Les guerres conventionnelles du XXe siècle provoquent un nombre de morts que les combats précédents ne connaissaient pas, même les grandes tueries des guerres napoléoniennes ou de la guerre de Sécession : 300.000 victimes à Verdun, plus encore à Stalingrad (certaines estimations dépassent le million de morts)...

Sans atteindre les mêmes chiffres, les conflits périphériques n'en sont pas moins sanglants eux aussi : 40.000 morts français en Indochine, 25.000 en Algérie, 30.000 morts américains en Corée, 50.000 au Vietnam... Et les pertes des adversaires des Occidentaux, mal connues, sont sans aucun doute très supérieures. Ces statistiques qui ont bouleversé les opinions publiques et ont servi d'arguments aux pacifistes, surtout quand les combattants étaient des conscrits.

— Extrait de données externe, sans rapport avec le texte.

use atlock_core::error::AtlockError;
use atlock_core::transaction::{Order, OrderSide, OrderStatus};
use atlock_core::types::{Address, Amount, HashAlgorithm, LedgerKind, OrderId, Timestamp, TokenId};
use atlock_crypto::{generate, hash_of};
use atlock_timelock::validate_timelock_ordering;
use rand::RngCore;

/// Caller-supplied parameters for `swap_start` (§6).
pub struct StartParams {
    pub ledger_a: LedgerKind,
    pub initiator_a: Address,
    pub redeemer_a: Address,
    pub token_a: TokenId,
    pub amount_a: Amount,
    pub timelock_a: Timestamp,

    pub ledger_b: LedgerKind,
    pub initiator_b: Address,
    pub redeemer_b: Address,
    pub token_b: TokenId,
    pub amount_b: Amount,
    pub timelock_b: Timestamp,

    pub hash_algorithm: HashAlgorithm,
    pub partial_fills_allowed: bool,
    pub safety_margin_ms: u64,
    pub expires_at: Timestamp,
}

/// Construct a new `Order` from `params`, generating a fresh secret and
/// validating the cross-escrow timelock ordering invariant (§3.5) before any
/// deposit is attempted.
pub fn new_order(params: StartParams, created_at: Timestamp) -> Result<Order, AtlockError> {
    validate_timelock_ordering(params.timelock_a, params.timelock_b, params.safety_margin_ms)?;

    let secret = generate();
    let secret_hash = hash_of(&secret, params.hash_algorithm);

    let side_a = OrderSide::new(
        params.ledger_a,
        params.initiator_a,
        params.redeemer_a,
        params.token_a,
        params.amount_a,
        params.timelock_a,
    );
    let side_b = OrderSide::new(
        params.ledger_b,
        params.initiator_b,
        params.redeemer_b,
        params.token_b,
        params.amount_b,
        params.timelock_b,
    );

    Ok(Order {
        schema_version: atlock_core::constants::CURRENT_SCHEMA_VERSION,
        order_id: random_order_id(),
        secret: Some(secret),
        secret_hash,
        hash_algorithm: params.hash_algorithm,
        side_a,
        side_b,
        partial_fills_allowed: params.partial_fills_allowed,
        created_at,
        expires_at: params.expires_at,
        status: OrderStatus::Created,
    })
}

fn random_order_id() -> OrderId {
    let mut bytes = [0u8; 32];
    rand::rngs::OsRng.fill_bytes(&mut bytes);
    OrderId(bytes)
}

/// Receipt returned once an order reaches a terminal status (§4.8).
pub struct Receipt {
    pub order_id: OrderId,
    pub status: OrderStatus,
    pub deposit_a_tx: Option<String>,
    pub deposit_b_tx: Option<String>,
    pub claim_a_tx: Option<String>,
    pub claim_b_tx: Option<String>,
    pub refund_a_tx: Option<String>,
    pub refund_b_tx: Option<String>,
    pub revealed_preimage: Option<[u8; 32]>,
}

impl Receipt {
    pub fn from_order(order: &Order) -> Self {
        Self {
            order_id: order.order_id.clone(),
            status: order.status.clone(),
            deposit_a_tx: order.side_a.deposit_tx.as_ref().map(|t| t.to_string()),
            deposit_b_tx: order.side_b.deposit_tx.as_ref().map(|t| t.to_string()),
            claim_a_tx: order.side_a.claim_tx.as_ref().map(|t| t.to_string()),
            claim_b_tx: order.side_b.claim_tx.as_ref().map(|t| t.to_string()),
            refund_a_tx: order.side_a.refund_tx.as_ref().map(|t| t.to_string()),
            refund_b_tx: order.side_b.refund_tx.as_ref().map(|t| t.to_string()),
            revealed_preimage: order.revealed_preimage().map(|s| *s.as_bytes()),
        }
    }
}
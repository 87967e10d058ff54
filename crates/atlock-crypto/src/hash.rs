use atlock_core::types::{HashAlgorithm, SecretHash};
use blake2::digest::{Update, VariableOutput};
use blake2::Blake2bVar;
use sha2::{Digest, Sha256};

/// Compute the 32-byte blake2b-256 digest of `data`.
pub fn blake2b_256(data: &[u8]) -> [u8; 32] {
    let mut hasher = Blake2bVar::new(32).expect("32 is a valid blake2b output size");
    hasher.update(data);
    let mut out = [0u8; 32];
    hasher
        .finalize_variable(&mut out)
        .expect("output buffer matches configured size");
    out
}

/// Compute the 32-byte sha-256 digest of `data`.
pub fn sha256(data: &[u8]) -> [u8; 32] {
    let mut hasher = Sha256::new();
    hasher.update(data);
    hasher.finalize().into()
}

/// Hash a secret under the configured algorithm, producing its [`SecretHash`].
pub fn hash_secret(secret: &[u8; 32], algorithm: HashAlgorithm) -> SecretHash {
    let digest = match algorithm {
        HashAlgorithm::Blake2b256 => blake2b_256(secret),
        HashAlgorithm::Sha256 => sha256(secret),
    };
    SecretHash(digest)
}

#[cfg(test)]
mod tests {
    use super::*;

    #[test]
    fn sha256_is_deterministic() {
        let data = b"atlock";
        assert_eq!(sha256(data), sha256(data));
    }

    #[test]
    fn blake2b_differs_from_sha256() {
        let data = b"atlock";
        assert_ne!(blake2b_256(data), sha256(data));
    }
}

C'est pour empêcher ce genre de traumatisme que les États-Unis ont développé dans les années 1990 une nouvelle stratégie. Initiée sous Bill Clinton, elle met l'accent sur les technologies de pointe : parfaite connaissance de l'ennemi par les satellites et l'aviation, brouillage de ses communications afin de l'aveugler, bombardements par des missiles « intelligents », infiltration d'unités spéciales qui guideront les avions et détruiront les centres de commandement... Les troupes terrestres viendront ensuite facilement à bout des unités ennemies isolées, fractionnées, démoralisées, privées de ravitaillement et d'ordres. Ainsi l'armée américaine échappera à une réédition du bourbier vietnamien : l'objectif est celui du « zéro mort », du moins dans les troupes attaquantes. D'ailleurs on encadrera systématiquement les journalistes : pas question qu'ils jouent le même rôle démoralisant que dans les années 1960 et 1970 !

Le secrétaire à la défense Donald Rumsfeld continue sur cette voie et engage une réorganisation complète du Pentagone au lendemain des attentats du 11 septembre 2001. Il ferme de nombreuses bases, surtout en Europe de l'Ouest, pour en ouvrir en Europe orientale et en Asie centrale. Il relance les projets de sanctuarisation du territoire américain par un rideau de missiles antimissiles. Il valorise l'arme aérienne et ses frappes ciblées. Il augmente la « Force de projection rapide » ébauchée à l'époque de Jimmy Carter ainsi que le Transport Command créé en 1987 pour fournir à l'armée ses moyens de transport. La recherche est systématiquement développée et permet de fournir des armes robotisées (comme les drones), des gilets de protection, des lunettes infrarouges...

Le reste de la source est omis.